How to add ReCaptcha to your React app

#security #react #tutorial #beginners

Introduction

Recently I was tasked with the challenge of implementing Google's ReCaptcha verification system to our website. Turns out, it's not that hard to do!

In this tutorial, I will cover:

How to get a siteKey/secretKey for your website.
How to add ReCaptcha V2 (The checkbox version) to your project, alongside a user signup form.

I've already created an example project that you can follow along with here.

For those that just want to check out the final code, you can find it within the FormEnd file.

Creating your keys

Before we can start working with reCaptcha we need to get our siteKey and secretKey pair. This key determines what version of reCaptcha can be used, what variant if applicable, and what domains are valid.

Go ahead and click here to create your key-pair.

You will be asked to sign in to your google account, afterward you will be taken to the admin console. If you get redirected after signing it just re-click the link above.

Once you find yourself on the registration page you can start filling out the form. It's fairly straightforward, I'll also go through each step if you'd like to follow along.

Key-Pair steps

Label

This is just a name for you to recognize what the keypair is for. You can name it whatever you like.

I'll call mine recaptcha-example.

Type

This refers to the type of reCaptcha. V3 is a hidden form of verification. This tutorial will cover the checkbox verification so here I will select V2.

ReCaptcha V2 has three variants. We will select the "I'm not a Robot" setting.

Domains

Here is where you will set which domains will work with your reCaptcha. You can use any valid domain name. If you are running your example locally can add localhost to the list, then press the + to add it.

Owners

You will be an owner by default, you can also add any other individuals that can update or change the reCaptcha.

Finishing up

Now just check the "Terms of Service" box and decide whether you want to receive notifications about incorrect configurations, or unusual activity with the reCaptcha.

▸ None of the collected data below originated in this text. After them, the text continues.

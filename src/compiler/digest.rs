//! Canonical SHA-256 digest of a compiled schema
//!
//! Every table is fed in index order and every map in key order, each
//! field length-prefixed, so equal artifacts hash equally across runs.

use sha2::{Digest, Sha256};

use crate::compiled::{
    AttributeUse, CompiledSchema, ContentModel, Dfa, ElementModel, IdentityKind, SymbolKind,
    TypeEntry, ValidatorKind, ValueConstraintRef,
};
use crate::components::{DerivationSet, MaxOccurs, NamespaceConstraint, Wildcard};
use crate::namespaces::QName;

struct Writer {
    hasher: Sha256,
}

impl Writer {
    fn u32(&mut self, value: u32) {
        self.hasher.update(value.to_le_bytes());
    }

    fn u32s(&mut self, values: &[u32]) {
        self.usize(values.len());
        values.iter().for_each(|v| self.u32(*v));
    }

    fn usize(&mut self, value: usize) {
        self.u32(value as u32);
    }

    fn i32(&mut self, value: i32) {
        self.hasher.update(value.to_le_bytes());
    }

    fn flag(&mut self, value: bool) {
        self.hasher.update([value as u8]);
    }

    fn bytes(&mut self, bytes: &[u8]) {
        self.usize(bytes.len());
        self.hasher.update(bytes);
    }

    fn str(&mut self, s: &str) {
        self.bytes(s.as_bytes());
    }

    fn opt_str(&mut self, s: Option<&str>) {
        match s {
            Some(s) => {
                self.flag(true);
                self.str(s);
            }
            None => self.flag(false),
        }
    }

    fn qname(&mut self, name: &QName) {
        self.opt_str(name.namespace());
        self.str(name.local_name());
    }

    fn opt_qname(&mut self, name: Option<&QName>) {
        self.flag(name.is_some());
        if let Some(name) = name {
            self.qname(name);
        }
    }

    fn opt_u32(&mut self, value: Option<u32>) {
        self.flag(value.is_some());
        if let Some(value) = value {
            self.u32(value);
        }
    }

    fn max(&mut self, max: MaxOccurs) {
        self.opt_u32(max.bound());
    }

    fn set(&mut self, set: DerivationSet) {
        self.hasher.update([set.bits()]);
    }

    fn constraint(&mut self, constraint: &NamespaceConstraint) {
        match constraint {
            NamespaceConstraint::Any => self.u32(0),
            NamespaceConstraint::Not(ns) => {
                self.u32(1);
                self.opt_str(ns.as_deref());
            }
            NamespaceConstraint::Set(namespaces) => {
                self.u32(2);
                self.usize(namespaces.len());
                for ns in namespaces {
                    self.opt_str(ns.as_deref());
                }
            }
        }
    }

    fn wildcard(&mut self, wildcard: Option<&Wildcard>) {
        self.flag(wildcard.is_some());
        if let Some(w) = wildcard {
            self.constraint(&w.constraint);
            self.str(w.process_contents.as_str());
        }
    }

    fn value(&mut self, value: Option<&ValueConstraintRef>) {
        self.flag(value.is_some());
        if let Some(v) = value {
            self.str(&v.lexical);
            self.u32(v.value.0);
        }
    }

    fn attribute_use(&mut self, u: &AttributeUse) {
        self.qname(&u.name);
        self.u32(u.attr.0);
        self.flag(u.required);
        self.flag(u.prohibited);
        self.value(u.default.as_ref());
        self.value(u.fixed.as_ref());
        self.u32(u.validator.0);
    }

    fn dfa(&mut self, dfa: &Dfa) {
        self.usize(dfa.symbols.len());
        for symbol in &dfa.symbols {
            match &symbol.kind {
                SymbolKind::Element {
                    name,
                    elem,
                    substitutable,
                } => {
                    self.u32(0);
                    self.qname(name);
                    self.u32(elem.0);
                    self.flag(*substitutable);
                }
                SymbolKind::Wildcard {
                    constraint,
                    process_contents,
                } => {
                    self.u32(1);
                    self.constraint(constraint);
                    self.str(process_contents.as_str());
                }
            }
            self.u32(symbol.min_total);
            self.max(symbol.max_total);
        }
        self.usize(dfa.positions.len());
        for p in &dfa.positions {
            self.u32(p.symbol);
            self.opt_u32(p.element.map(|e| e.0));
            self.u32s(&p.counters);
        }
        self.u32s(&dfa.first);
        for targets in &dfa.follow {
            self.u32s(targets);
        }
        self.usize(dfa.steps.len());
        for (&(from, to), steps) in &dfa.steps {
            self.u32(from);
            self.u32(to);
            self.usize(steps.len());
            for step in steps {
                self.u32s(&step.exit);
                self.opt_u32(step.bump);
                self.u32s(&step.enter);
            }
        }
        self.usize(dfa.transitions.len());
        for (t, pos) in dfa.transitions.iter().zip(&dfa.state_symbol_pos) {
            self.i32(*t);
            self.i32(*pos);
        }
        for (accepting, counter) in dfa.accepting.iter().zip(&dfa.state_counter) {
            self.flag(*accepting);
            self.opt_u32(*counter);
        }
        self.usize(dfa.counters.len());
        for c in &dfa.counters {
            self.u32(c.min);
            self.max(c.max);
            self.flag(c.nullable);
        }
        self.usize(dfa.element_index.len());
        for (name, symbols) in &dfa.element_index {
            self.qname(name);
            self.usize(symbols.len());
            symbols.iter().for_each(|s| self.u32(*s));
        }
        self.flag(dfa.simple_sequence.is_some());
        if let Some(seq) = &dfa.simple_sequence {
            self.usize(seq.items.len());
            for item in &seq.items {
                self.u32(item.symbol);
                self.u32(item.elem.0);
                self.u32(item.min);
                self.max(item.max);
            }
        }
    }

    fn content(&mut self, content: &ContentModel) {
        match content {
            ContentModel::Empty => self.u32(0),
            ContentModel::Simple { validator } => {
                self.u32(1);
                self.u32(validator.0);
            }
            ContentModel::Elements { model, mixed } => {
                self.u32(2);
                self.flag(*mixed);
                match model {
                    ElementModel::Dfa(dfa) => {
                        self.u32(0);
                        self.dfa(dfa);
                    }
                    ElementModel::All(all) => {
                        self.u32(1);
                        self.usize(all.entries.len());
                        for e in &all.entries {
                            self.qname(&e.name);
                            self.u32(e.elem.0);
                            self.flag(e.optional);
                            self.flag(e.allow_substitution);
                        }
                        self.u32(all.required);
                        self.flag(all.optional);
                    }
                }
            }
        }
    }
}

/// Hex SHA-256 over the compiled representation
pub fn digest(schema: &CompiledSchema) -> String {
    let mut w = Writer {
        hasher: Sha256::new(),
    };
    w.opt_str(schema.target_namespace.as_deref());

    w.usize(schema.types.len());
    for entry in &schema.types {
        match entry {
            TypeEntry::Simple(st) => {
                w.u32(0);
                w.opt_qname(st.name.as_ref());
                w.opt_u32(st.base.map(|b| b.0));
                w.str(st.derivation.as_str());
                w.str(&format!("{:?}", st.variety));
                w.set(st.final_set);
                w.u32(st.validator.0);
                w.flag(st.builtin);
            }
            TypeEntry::Complex(ct) => {
                w.u32(1);
                w.opt_qname(ct.name.as_ref());
                w.opt_u32(ct.base.map(|b| b.0));
                w.str(ct.derivation.as_str());
                w.flag(ct.is_abstract);
                w.flag(ct.mixed);
                w.set(ct.block);
                w.set(ct.final_set);
                w.usize(ct.attributes.len());
                ct.attributes.iter().for_each(|u| w.attribute_use(u));
                w.wildcard(ct.any_attribute.as_ref());
                w.content(&ct.content);
            }
        }
    }

    w.usize(schema.elements.len());
    for e in &schema.elements {
        w.qname(&e.name);
        w.u32(e.type_id.0);
        w.opt_u32(e.validator.map(|v| v.0));
        w.flag(e.nillable);
        w.flag(e.is_abstract);
        w.value(e.default.as_ref());
        w.value(e.fixed.as_ref());
        w.set(e.block);
        w.set(e.final_set);
        w.opt_u32(e.substitution_head.map(|h| h.0));
        w.usize(e.constraints.len());
        for c in &e.constraints {
            w.qname(&c.name);
            match &c.kind {
                IdentityKind::Unique => w.u32(0),
                IdentityKind::Key => w.u32(1),
                IdentityKind::KeyRef(refer) => {
                    w.u32(2);
                    w.qname(refer);
                }
            }
            w.str(&c.selector);
            w.usize(c.fields.len());
            c.fields.iter().for_each(|f| w.str(f));
        }
        w.flag(e.global);
    }

    w.usize(schema.attributes.len());
    for a in &schema.attributes {
        w.qname(&a.name);
        w.u32(a.type_id.0);
        w.u32(a.validator.0);
        w.value(a.default.as_ref());
        w.value(a.fixed.as_ref());
        w.flag(a.global);
    }

    let tables = &schema.tables;
    w.usize(tables.validators.len());
    for v in &tables.validators {
        w.u32(v.type_id.0);
        w.str(&format!("{:?}", v.role));
        w.str(v.kind.white_space().as_str());
        let program = v.kind.program();
        w.u32(program.start);
        w.u32(program.len);
        match &v.kind {
            ValidatorKind::Atomic { kind, .. } => {
                w.u32(0);
                w.str(kind.primitive.name());
                w.str(&format!("{:?}/{:?}", kind.string_kind, kind.integer_kind));
            }
            ValidatorKind::List { item, .. } => {
                w.u32(1);
                w.u32(item.0);
            }
            ValidatorKind::Union {
                members,
                member_types,
                type_name,
                ..
            } => {
                w.u32(2);
                w.usize(members.len());
                for (m, t) in members.iter().zip(member_types) {
                    w.u32(m.0);
                    w.u32(t.0);
                }
                w.opt_qname(type_name.as_ref());
            }
        }
    }
    w.usize(tables.instructions.len());
    for instr in &tables.instructions {
        w.hasher.update([instr.op.code()]);
        w.u32(instr.arg0);
        w.u32(instr.arg1);
    }
    w.usize(tables.patterns.len());
    for pattern in &tables.patterns {
        w.usize(pattern.sources.len());
        pattern.sources.iter().for_each(|s| w.str(s));
    }
    w.bytes(tables.values.as_bytes());
    w.usize(tables.enums.len());
    for set in tables.enums.iter() {
        w.usize(set.values.len());
        set.values.iter().for_each(|v| w.u32(v.0));
        w.usize(set.slots().len());
        set.slots().iter().for_each(|s| w.u32(*s));
    }

    for (name, id) in &schema.global_types {
        w.qname(name);
        w.u32(id.0);
    }
    for (name, id) in &schema.global_elements {
        w.qname(name);
        w.u32(id.0);
    }
    for (name, id) in &schema.global_attributes {
        w.qname(name);
        w.u32(id.0);
    }
    for (head, members) in &schema.substitution_groups {
        w.u32(head.0);
        w.usize(members.len());
        members.iter().for_each(|m| w.u32(m.0));
    }
    w.usize(schema.elements_with_constraints.len());
    schema.elements_with_constraints.iter().for_each(|e| w.u32(e.0));

    format!("{:x}", w.hasher.finalize())
}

Now click Submit and you should now be able to see your site key and secret Keys. Go ahead and add these to your .env file. We'll use the names REACT_APP_SITE_KEY and REACT_APP_SECRET_KEY for the example.

You also have the ability to view the analytics for your reCaptcha token usage. It can show how often it's used, and how many rejections occur.

Adding ReCaptcha to the App

Here, we will use react-google-recaptcha to render our reCaptcha checkbox. It provides a bunch of useful props and handles a lot of the more complicated settings. You'll need to install react-google-recaptcha. This package makes working with the V2 reCaptcha extremely easy!

Within your terminal type yarn add react-google-recaptcha to add the package. After installation just head over to the FormStart.jsx file and import it.

import ReCaptchaV2 from 'react-google-recaptcha'

Now we'll add the component to the form, right before the submit button. We'll also need to add the siteKey in order for it to work properly.

<ReCaptchaV2 sitekey={process.env.REACT_APP_SITE_KEY} />

Congrats! You've added reCaptcha to the app!

You should be able to see the reCaptcha checkbox now if you run the application. Checking the box should either verify or ask you to pass the challenge.

We have the verification now, but what else do we need to get the form working?

We need to get the token from the reCaptcha component and add it to the form.
We should remove the token if the reCaptcha expires.

Getting the token

We need to create a new function to receive the reCaptcha token using the components onChange handler. This function will look very similar to how we update the other form inputs.

const handleToken = (token) => {
  setForm((currentForm) => {
   return {...currentForm, token }
  })
}

Easy enough, now we need a function to remove the token from the form.

const handleExpire = () => {
  setForm((currentForm) => {
   return {...currentForm, token: null }
  })
}

Awesome! With both functions created we can now add them to the reCaptcha component.

<ReCaptchaV2
  sitekey={process.env.REACT_APP_SITE_KEY}
  onChange={handleToken}
  onExpire={handleExpire}
/>

The ReCaptcha component is now set up, and the token should be submitted along with the other form params. All that's left is for us to verify the token for authenticity.

Verifying the token

Verifying a ReCaptcha token requires a server and is beyond the scope of this tutorial. You can check out the ReCaptcha docs for information on how to verify it. It's fairly straight forward. You just need to make a request to the google API that contains the secret key, and the ReCaptcha token that was generated from the checkbox.